I ended that evening in my room, the door locked, because I did not stop talking. My father eventually came in. He sat down and tried very hard to kindly explain to me. “I know you think this now,” he said, “but you will grow up. Girls become women and get married. One day, you will give me many fine, strong grandsons.”

I knew enough, even then, to say nothing. But no. Really no. (He did eventually get one fine, strong grandson out of me. But not because it is what women do, but because I wanted to meet my husband’s child. Having met the kid, hell, yes, and I wouldn’t trade him for anyone. But I have to say: nowhere in my 11 year old’s lunchroom was anyone remotely like my husband.)

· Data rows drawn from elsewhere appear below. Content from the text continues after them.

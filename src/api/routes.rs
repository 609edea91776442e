//! API Route Configuration

use axum::{
    middleware,
    routing::{get, post},
    Router,
};
use std::sync::Arc;
use tower_http::{
    compression::CompressionLayer,
    cors::{Any, CorsLayer},
    trace::TraceLayer,
};

use super::handlers::{self, AppState};
use super::middleware::{logging_middleware, rate_limit_middleware};

/// Create the API router with all routes and middleware
pub fn create_router(state: Arc<AppState>) -> Router {
    let cors = CorsLayer::new()
        .allow_origin(Any)
        .allow_methods(Any)
        .allow_headers(Any);

    let api_v1 = Router::new()
        .route("/health", get(handlers::health_check))
        .route("/stats", get(handlers::get_stats))
        .route("/analyze", post(handlers::analyze_wallet))
        .route("/analyze/batch", post(handlers::batch_analyze));

    Router::new()
        .route("/", get(handlers::service_info))
        .nest("/api/v1", api_v1)
        .layer(middleware::from_fn_with_state(
            state.clone(),
            rate_limit_middleware,
        ))
        .with_state(state)
        // bottom runs first
        .layer(CompressionLayer::new())
        .layer(TraceLayer::new_for_http())
        .layer(cors)
        .layer(middleware::from_fn(logging_middleware))
}
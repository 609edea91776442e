//! Wallet Risk CLI
//!
//! Usage:
//!   wallet_risk <address> [--json] [--dump <out.json>]
//!   wallet_risk --record <dump.json> [address] [--json]
//!
//! Live mode fetches from Etherscan (ETHERSCAN_API_KEY, CHAIN_ID, ...).
//! `--record` scores wallets from a recorded dump without network access.

use chrono::Utc;
use clap::Parser;
use eyre::{eyre, Result};
use std::path::PathBuf;
use std::sync::Arc;
use tracing::info;
use tracing_subscriber::{EnvFilter, FmtSubscriber};

use wallet_risk::api::RiskAnalysisResponse;
use wallet_risk::utils::constants::get_native_symbol;
use wallet_risk::{
    normalize_address, AnalyzerConfig, EtherscanClient, StaticWalletSource, WalletAnalysis,
    WalletAnalyzer,
};

/// Score a wallet's fraud risk from its transaction history
#[derive(Debug, Parser)]
#[command(name = "wallet_risk", version)]
struct CliArgs {
    /// Wallet address; with --record, restricts output to this wallet
    #[arg(required_unless_present = "record")]
    address: Option<String>,

    /// Score wallets from a recorded dump instead of the explorer
    #[arg(long, value_name = "DUMP")]
    record: Option<PathBuf>,

    /// Write the fetched wallet record to this file
    #[arg(long, value_name = "OUT", conflicts_with = "record")]
    dump: Option<PathBuf>,

    /// Print the API response shape as JSON
    #[arg(long)]
    json: bool,
}

fn print_analysis(analysis: WalletAnalysis, json: bool, symbol: &str) -> Result<()> {
    if json {
        let response = RiskAnalysisResponse::from(analysis);
        println!("{}", serde_json::to_string_pretty(&response)?);
        return Ok(());
    }

    let verdict = &analysis.verdict;
    let f = &analysis.features;
    println!();
    println!("  Wallet:        {}", analysis.address);
    println!(
        "  Risk:          {} {} ({}/100)",
        verdict.risk_level.emoji(),
        verdict.risk_level.as_str().to_uppercase(),
        verdict.risk_score
    );
    println!("  Factors:");
    for factor in &verdict.risk_factors {
        println!("    - {}", factor);
    }
    println!("  Balance:       {:.6} {}", f.balance, symbol);
    println!("  Transactions:  {} ({} / day)", f.total_txns, f.txn_frequency);
    println!("  Account age:   {} days", f.account_age_days);
    println!("  Counterparties:{:>5}", f.unique_addresses);
    println!("  Token txs:     {} ({} tokens)", f.token_transfer_count, f.unique_tokens);
    println!();
    Ok(())
}

#[tokio::main]
async fn main() -> Result<()> {
    dotenv::dotenv().ok();

    FmtSubscriber::builder()
        .with_env_filter(
            EnvFilter::try_from_default_env().unwrap_or_else(|_| EnvFilter::new("warn")),
        )
        .with_writer(std::io::stderr)
        .with_target(false)
        .compact()
        .init();

    let cli = CliArgs::parse();
    let config = AnalyzerConfig::from_env()?;
    let symbol = get_native_symbol(config.explorer.chain_id);

    if let Some(path) = &cli.record {
        let source = Arc::new(StaticWalletSource::from_json_file(path)?);
        if source.is_empty() {
            return Err(eyre!("No wallet records in {}", path.display()));
        }
        let addresses = match &cli.address {
            Some(address) => vec![normalize_address(address)?],
            None => source.addresses(),
        };
        let analyzer = WalletAnalyzer::with_source(source, &config)?;

        for address in addresses {
            let analysis = analyzer.analyze(&address).await?;
            print_analysis(analysis, cli.json, symbol)?;
        }
        return Ok(());
    }

    let address = normalize_address(cli.address.as_deref().unwrap_or_default())?;
    let client = Arc::new(EtherscanClient::new(config.explorer.clone())?);
    let analyzer = WalletAnalyzer::with_source(client.clone(), &config)?;

    let record = client.get_full_wallet_data(&address).await?;
    if let Some(path) = &cli.dump {
        std::fs::write(path, serde_json::to_string_pretty(&record)?)?;
        info!("💾 Wallet record written to {}", path.display());
    }

    print_analysis(analyzer.assess(&record, Utc::now()), cli.json, symbol)
}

I wasn’t being brave. I was being myself. I was speaking _for_ myself. And because of my regrettable tendency to speak for myself, I left home at 18 and threw away my college enrollment. I didn’t so much rebel as I simply did something else. I insisted to my stunned mother, back when I announced my intention to leave home, that I wanted to find out what I wanted. In my family of women with suitable resumes, I wandered off the tried and true track and neglected to finish my education. (This is, in my family, much worse than, say, getting pregnant out of wedlock, or being a Democrat. You can get married and have your political views corrected. Lacking credentials is a travesty.)

I’ve ended up in a professional career in spite of giving up every advantage to get here. I’m married, yes, over Mom’s cautious warnings, and I had a child, in spite of Mom warning me that she could not think of one single good reason to have children. (She was not being cruel. She was trying to protect me.) Quixotically, I ended up in a management role in tech, one of the industries that women simply do not _do_.

I do not flatter myself with thinking that I have the alloyed vertebrae of previous generations. I’m a bit more human than that, finding my own way. I do notice that, the older I get, the more seasoned I get, the more I contain my expression and the more I choose what I say and how I say it. I watch my audience more and more. I take my name off the essays I write for myself. I know that to do my best by myself, by my family, I must be respectable, unassuming, nonthreatening, and no more intelligent or knowledgeable — educated, to people who do not realize that I lack credentials — than is comfortable for my largely male world. I do respectable well; I was raised in a family that prized obedience in its women. I do _polished_ well. I modulate my voice, I couch and frame my suggestions, I manage my situation, and I have, as one vice president put it, an inhuman sense of ownership that earns me trust. I build a reputation for competence. I deal with enough condescension and bias that my husband once responded to my wry aside about it by showing me the decision matrix that, so far as he can tell, is how I choose how to handle each new instance. And I show up for more.

But in my heart of hearts, I use my voice. I put my voice where my work is, and I speak by being competent in the first place, and I rebel, very quietly, no pitchforks, no torches, every day that I show up and get the job done. No one will write excessively long essays about my backbone. It is enough for me to connect the dots across DNA and generations, to Esther and Sybil and Mom, and to keep my expression mild as I refuse to simply go away because it would be most convenient for everyone else.

This is what comes of educating your women. You really do educate a family.